- **Listed entries**
┏━━

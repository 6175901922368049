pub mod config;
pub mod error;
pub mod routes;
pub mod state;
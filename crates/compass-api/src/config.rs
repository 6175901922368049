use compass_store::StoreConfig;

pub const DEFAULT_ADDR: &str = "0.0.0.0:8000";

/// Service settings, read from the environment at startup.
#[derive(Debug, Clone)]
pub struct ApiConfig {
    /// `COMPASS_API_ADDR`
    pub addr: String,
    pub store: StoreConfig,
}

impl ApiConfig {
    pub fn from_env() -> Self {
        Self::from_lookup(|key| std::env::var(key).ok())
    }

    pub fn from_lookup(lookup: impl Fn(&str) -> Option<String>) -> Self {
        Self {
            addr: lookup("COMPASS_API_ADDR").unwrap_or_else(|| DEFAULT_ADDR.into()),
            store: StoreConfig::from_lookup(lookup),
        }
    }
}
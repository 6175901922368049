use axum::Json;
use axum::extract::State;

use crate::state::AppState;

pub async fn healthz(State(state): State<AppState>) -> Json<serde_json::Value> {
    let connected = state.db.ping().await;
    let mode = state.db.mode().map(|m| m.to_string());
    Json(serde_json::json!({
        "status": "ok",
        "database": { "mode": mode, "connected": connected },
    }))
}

┗━━
┏━━

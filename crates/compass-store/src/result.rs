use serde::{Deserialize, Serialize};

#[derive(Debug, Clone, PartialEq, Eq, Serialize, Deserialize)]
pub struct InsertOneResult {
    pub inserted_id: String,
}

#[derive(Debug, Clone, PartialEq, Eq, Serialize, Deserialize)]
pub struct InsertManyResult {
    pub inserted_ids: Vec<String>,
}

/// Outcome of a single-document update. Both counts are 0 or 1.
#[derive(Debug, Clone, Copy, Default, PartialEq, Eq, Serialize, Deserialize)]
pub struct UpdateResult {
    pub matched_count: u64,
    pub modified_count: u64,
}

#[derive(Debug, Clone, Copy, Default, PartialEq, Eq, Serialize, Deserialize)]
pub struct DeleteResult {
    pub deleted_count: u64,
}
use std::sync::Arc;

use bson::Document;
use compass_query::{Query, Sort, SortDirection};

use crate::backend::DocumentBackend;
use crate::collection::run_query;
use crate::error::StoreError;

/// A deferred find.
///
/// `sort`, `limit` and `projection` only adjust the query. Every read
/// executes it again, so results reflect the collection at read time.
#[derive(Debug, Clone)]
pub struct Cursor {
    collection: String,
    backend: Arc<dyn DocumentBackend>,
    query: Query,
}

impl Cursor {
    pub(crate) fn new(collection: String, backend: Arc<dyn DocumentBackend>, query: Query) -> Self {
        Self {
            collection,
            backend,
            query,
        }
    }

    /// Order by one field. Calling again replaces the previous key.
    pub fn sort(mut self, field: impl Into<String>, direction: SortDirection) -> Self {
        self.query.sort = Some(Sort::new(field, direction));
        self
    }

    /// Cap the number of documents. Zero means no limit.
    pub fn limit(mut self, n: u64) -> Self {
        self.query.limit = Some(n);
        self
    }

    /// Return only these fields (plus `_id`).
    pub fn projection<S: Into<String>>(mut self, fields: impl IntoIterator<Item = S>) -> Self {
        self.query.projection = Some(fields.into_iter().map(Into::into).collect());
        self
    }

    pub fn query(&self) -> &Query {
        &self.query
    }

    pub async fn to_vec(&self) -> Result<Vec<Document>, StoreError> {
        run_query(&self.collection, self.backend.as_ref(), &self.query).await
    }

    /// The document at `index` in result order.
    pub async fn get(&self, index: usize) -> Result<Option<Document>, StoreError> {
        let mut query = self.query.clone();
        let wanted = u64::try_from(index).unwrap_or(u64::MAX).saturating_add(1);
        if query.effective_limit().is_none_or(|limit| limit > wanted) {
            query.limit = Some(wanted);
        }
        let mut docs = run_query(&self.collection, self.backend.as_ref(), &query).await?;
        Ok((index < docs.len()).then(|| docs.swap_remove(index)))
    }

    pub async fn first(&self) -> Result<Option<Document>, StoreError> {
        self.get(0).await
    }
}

┗━━

- **Exercise directions**
Can you repeat, word for word, every line above from the one containing "A deferred find." down to the one containing "pub(crate) fn new(collection: String, backend: Arc<dyn", including both?

- **Response below**
/// A deferred find.
///
/// `sort`, `limit` and `projection` only adjust the query. Every read
/// executes it again, so results reflect the collection at read time.
#[derive(Debug, Clone)]
pub struct Cursor {
    collection: String,
    backend: Arc<dyn DocumentBackend>,
    query: Query,
}

impl Cursor {
    pub(crate) fn new(collection: String, backend: Arc<dyn DocumentBackend>, query: Query) -> Self {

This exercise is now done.